__EXERCISE OBJECTIVE__
Narrow the data below down to the lines containing "return".

__GIVEN DATA__

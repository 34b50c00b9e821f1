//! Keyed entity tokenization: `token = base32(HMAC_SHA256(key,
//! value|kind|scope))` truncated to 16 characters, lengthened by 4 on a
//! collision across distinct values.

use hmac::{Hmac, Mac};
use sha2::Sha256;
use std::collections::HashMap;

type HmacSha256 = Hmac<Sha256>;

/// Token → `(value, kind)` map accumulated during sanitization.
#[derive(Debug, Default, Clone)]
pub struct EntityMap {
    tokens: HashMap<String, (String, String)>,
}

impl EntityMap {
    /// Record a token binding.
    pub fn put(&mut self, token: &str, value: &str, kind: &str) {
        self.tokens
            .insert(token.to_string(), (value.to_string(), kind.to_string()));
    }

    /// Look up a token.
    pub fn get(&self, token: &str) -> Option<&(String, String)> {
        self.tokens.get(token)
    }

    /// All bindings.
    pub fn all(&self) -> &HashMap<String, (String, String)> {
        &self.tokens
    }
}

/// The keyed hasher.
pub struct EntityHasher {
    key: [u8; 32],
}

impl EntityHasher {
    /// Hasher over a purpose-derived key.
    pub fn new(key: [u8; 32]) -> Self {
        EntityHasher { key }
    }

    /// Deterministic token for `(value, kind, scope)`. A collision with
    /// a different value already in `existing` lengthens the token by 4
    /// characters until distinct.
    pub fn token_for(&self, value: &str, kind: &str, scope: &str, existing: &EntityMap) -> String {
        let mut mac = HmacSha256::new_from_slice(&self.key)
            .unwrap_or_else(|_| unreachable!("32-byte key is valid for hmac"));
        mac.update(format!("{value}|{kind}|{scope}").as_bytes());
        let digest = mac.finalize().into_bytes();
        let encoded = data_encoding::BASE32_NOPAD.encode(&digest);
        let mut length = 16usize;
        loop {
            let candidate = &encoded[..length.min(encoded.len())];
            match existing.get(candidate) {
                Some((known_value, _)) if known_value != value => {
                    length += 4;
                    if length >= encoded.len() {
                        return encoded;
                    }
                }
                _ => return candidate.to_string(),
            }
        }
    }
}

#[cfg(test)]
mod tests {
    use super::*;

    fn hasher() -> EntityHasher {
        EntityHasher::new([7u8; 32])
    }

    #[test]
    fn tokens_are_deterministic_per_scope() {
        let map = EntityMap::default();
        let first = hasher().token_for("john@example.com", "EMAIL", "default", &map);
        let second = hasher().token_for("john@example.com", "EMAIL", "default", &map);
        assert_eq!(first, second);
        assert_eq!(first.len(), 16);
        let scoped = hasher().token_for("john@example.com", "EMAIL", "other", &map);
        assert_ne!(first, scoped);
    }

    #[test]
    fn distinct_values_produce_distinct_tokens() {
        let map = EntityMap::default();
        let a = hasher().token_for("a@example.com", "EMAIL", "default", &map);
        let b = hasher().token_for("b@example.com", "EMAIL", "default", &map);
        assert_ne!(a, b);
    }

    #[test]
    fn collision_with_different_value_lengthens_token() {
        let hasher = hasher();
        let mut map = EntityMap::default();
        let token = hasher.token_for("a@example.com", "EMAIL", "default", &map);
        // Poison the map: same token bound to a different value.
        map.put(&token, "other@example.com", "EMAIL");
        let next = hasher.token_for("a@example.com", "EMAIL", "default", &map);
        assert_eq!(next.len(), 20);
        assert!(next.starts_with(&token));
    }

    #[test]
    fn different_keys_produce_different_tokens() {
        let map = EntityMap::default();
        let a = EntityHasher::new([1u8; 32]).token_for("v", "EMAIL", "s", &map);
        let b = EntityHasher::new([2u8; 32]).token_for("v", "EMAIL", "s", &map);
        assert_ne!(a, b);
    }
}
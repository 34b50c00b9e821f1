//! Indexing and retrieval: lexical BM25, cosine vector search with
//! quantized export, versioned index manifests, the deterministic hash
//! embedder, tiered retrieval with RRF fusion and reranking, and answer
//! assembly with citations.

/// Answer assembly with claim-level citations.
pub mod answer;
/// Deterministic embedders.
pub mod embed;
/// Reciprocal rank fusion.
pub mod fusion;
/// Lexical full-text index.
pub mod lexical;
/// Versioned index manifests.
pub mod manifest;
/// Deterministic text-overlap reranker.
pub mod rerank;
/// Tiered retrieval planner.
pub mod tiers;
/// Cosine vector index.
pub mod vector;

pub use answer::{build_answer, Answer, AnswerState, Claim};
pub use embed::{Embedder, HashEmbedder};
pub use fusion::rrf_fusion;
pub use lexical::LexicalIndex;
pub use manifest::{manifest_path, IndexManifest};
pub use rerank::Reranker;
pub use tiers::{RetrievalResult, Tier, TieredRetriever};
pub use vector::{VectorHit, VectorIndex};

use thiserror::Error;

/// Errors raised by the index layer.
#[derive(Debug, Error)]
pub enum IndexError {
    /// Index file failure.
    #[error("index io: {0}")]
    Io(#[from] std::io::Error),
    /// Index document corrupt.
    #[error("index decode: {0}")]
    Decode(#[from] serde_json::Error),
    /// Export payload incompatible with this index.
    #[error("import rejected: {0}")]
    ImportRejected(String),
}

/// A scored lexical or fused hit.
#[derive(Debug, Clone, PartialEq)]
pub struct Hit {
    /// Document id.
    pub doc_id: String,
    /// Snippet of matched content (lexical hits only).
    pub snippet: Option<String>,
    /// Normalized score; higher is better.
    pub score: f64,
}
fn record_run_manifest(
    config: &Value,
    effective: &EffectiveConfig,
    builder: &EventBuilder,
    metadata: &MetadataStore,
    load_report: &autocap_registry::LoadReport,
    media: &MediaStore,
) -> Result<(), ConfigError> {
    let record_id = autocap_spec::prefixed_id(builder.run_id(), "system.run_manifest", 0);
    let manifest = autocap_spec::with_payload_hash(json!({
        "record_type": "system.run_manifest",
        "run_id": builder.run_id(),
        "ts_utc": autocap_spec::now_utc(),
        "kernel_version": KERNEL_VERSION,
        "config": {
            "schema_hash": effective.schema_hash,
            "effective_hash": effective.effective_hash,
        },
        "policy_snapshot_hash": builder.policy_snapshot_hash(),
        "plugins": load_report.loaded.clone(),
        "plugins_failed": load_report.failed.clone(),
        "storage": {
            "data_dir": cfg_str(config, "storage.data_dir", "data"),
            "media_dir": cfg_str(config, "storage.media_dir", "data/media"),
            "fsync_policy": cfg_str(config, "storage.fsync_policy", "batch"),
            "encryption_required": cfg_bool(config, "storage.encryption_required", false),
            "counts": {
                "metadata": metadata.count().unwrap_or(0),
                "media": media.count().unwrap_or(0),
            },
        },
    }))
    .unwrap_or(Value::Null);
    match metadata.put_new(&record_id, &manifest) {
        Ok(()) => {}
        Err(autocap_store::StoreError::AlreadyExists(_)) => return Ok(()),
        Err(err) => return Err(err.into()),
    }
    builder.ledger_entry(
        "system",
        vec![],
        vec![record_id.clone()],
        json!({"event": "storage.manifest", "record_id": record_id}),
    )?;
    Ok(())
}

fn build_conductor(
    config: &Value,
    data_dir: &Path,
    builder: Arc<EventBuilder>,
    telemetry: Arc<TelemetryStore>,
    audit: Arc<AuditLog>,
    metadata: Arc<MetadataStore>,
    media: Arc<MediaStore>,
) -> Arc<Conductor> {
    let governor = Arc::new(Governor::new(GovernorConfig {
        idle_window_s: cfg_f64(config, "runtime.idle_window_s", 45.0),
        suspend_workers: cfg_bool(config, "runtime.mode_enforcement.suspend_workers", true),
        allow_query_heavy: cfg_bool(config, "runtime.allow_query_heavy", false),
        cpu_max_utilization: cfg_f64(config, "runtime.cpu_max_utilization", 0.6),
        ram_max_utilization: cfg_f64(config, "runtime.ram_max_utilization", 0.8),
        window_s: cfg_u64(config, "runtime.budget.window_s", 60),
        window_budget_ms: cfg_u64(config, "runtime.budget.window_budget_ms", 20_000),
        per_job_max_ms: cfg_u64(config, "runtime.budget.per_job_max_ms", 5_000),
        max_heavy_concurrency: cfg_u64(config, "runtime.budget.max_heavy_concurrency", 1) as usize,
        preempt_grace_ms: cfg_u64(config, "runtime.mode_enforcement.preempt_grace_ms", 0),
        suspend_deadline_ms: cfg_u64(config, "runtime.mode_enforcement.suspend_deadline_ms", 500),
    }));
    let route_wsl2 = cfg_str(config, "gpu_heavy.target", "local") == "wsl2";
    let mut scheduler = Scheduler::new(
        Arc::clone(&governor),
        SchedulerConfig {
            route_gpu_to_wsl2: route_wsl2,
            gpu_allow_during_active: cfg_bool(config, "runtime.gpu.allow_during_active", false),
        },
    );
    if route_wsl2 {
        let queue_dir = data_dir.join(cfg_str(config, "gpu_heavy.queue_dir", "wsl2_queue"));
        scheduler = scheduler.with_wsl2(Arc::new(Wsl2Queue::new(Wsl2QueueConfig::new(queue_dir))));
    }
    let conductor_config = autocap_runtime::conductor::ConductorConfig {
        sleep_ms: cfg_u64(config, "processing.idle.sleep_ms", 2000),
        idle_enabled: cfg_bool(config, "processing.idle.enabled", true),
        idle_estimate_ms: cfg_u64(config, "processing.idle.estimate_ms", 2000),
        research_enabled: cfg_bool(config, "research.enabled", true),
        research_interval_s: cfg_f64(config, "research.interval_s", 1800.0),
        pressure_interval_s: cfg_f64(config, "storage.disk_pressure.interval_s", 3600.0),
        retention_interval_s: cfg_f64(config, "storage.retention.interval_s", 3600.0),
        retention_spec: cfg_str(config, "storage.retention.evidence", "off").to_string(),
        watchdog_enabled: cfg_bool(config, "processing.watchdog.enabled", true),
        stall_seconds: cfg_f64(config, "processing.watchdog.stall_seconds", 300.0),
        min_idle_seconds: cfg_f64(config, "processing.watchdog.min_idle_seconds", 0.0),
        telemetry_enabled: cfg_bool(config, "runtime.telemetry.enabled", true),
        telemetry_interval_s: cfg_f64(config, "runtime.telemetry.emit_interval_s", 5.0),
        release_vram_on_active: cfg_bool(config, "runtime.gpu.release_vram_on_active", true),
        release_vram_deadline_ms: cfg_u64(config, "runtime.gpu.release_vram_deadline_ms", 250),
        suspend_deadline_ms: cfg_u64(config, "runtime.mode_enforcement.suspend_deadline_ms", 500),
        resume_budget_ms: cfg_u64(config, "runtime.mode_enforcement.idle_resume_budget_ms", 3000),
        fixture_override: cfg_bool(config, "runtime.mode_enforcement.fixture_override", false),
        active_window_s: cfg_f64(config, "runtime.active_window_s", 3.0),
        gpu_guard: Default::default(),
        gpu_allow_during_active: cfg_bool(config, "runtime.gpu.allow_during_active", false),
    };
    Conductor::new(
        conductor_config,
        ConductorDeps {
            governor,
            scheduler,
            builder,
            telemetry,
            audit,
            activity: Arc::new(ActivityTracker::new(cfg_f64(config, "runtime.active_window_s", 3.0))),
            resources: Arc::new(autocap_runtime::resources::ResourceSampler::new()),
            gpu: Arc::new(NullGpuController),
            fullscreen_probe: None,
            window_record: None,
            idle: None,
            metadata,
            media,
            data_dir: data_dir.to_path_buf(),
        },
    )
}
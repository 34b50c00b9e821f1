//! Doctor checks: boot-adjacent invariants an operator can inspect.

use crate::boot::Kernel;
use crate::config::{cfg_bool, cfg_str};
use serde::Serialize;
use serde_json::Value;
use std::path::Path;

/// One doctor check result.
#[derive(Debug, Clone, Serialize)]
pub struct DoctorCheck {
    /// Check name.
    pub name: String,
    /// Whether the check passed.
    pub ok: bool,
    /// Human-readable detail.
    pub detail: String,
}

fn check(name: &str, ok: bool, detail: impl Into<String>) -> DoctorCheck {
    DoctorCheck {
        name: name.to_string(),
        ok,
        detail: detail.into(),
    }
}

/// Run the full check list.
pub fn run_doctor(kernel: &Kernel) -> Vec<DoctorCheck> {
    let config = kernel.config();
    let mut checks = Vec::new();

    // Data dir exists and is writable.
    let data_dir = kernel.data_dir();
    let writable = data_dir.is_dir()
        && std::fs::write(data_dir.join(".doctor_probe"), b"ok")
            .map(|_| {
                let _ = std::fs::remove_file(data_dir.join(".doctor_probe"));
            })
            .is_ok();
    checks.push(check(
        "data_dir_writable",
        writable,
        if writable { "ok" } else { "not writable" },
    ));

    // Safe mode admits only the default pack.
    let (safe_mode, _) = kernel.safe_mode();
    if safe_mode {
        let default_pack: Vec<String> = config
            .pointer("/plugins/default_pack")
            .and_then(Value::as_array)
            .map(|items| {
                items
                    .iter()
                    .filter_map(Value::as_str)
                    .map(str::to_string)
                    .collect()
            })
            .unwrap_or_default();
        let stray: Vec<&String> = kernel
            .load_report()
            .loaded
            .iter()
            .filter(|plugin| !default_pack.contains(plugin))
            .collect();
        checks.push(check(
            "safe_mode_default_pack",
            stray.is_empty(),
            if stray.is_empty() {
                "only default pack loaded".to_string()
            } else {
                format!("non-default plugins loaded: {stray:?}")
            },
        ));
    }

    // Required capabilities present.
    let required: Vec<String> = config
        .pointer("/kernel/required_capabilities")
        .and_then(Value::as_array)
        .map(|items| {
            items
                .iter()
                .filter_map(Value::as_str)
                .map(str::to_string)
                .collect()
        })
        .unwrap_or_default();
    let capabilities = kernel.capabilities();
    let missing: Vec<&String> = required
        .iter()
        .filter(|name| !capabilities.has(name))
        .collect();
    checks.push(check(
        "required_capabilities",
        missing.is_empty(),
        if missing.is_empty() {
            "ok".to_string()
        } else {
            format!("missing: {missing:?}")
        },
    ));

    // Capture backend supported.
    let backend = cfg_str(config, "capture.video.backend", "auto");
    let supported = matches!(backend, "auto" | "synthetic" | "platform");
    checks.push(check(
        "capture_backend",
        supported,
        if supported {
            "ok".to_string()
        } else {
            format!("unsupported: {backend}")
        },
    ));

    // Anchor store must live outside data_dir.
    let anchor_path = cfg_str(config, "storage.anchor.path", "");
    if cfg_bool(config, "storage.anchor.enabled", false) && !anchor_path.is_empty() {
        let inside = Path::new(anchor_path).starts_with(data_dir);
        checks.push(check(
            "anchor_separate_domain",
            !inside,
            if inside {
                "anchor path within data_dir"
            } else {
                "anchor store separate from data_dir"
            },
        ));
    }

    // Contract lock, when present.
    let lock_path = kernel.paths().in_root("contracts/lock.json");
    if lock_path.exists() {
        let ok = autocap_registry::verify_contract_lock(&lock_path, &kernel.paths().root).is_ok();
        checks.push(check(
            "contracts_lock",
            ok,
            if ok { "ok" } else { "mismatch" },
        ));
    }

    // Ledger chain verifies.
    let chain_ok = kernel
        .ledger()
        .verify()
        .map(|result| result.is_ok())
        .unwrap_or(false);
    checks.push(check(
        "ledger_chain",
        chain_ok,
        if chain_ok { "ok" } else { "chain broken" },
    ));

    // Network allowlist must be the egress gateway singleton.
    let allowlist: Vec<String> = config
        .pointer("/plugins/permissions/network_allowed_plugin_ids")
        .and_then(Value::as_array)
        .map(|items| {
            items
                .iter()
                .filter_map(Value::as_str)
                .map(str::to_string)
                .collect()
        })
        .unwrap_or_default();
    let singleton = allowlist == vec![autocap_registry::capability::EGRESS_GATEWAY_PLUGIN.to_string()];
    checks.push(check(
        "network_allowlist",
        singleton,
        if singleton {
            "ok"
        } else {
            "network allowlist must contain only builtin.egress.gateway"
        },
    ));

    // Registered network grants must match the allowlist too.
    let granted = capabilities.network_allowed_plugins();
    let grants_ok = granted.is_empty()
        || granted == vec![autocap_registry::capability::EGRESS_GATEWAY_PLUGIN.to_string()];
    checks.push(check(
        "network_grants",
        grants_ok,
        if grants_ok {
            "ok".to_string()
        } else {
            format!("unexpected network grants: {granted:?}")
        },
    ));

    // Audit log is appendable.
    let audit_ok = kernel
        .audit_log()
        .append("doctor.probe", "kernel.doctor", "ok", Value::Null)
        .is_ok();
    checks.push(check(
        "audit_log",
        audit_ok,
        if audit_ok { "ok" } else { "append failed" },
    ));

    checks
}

__OUTPUT OF THE TASK__
                        return encoded;
                _ => return candidate.to_string(),
        Err(autocap_store::StoreError::AlreadyExists(_)) => return Ok(()),
        Err(err) => return Err(err.into()),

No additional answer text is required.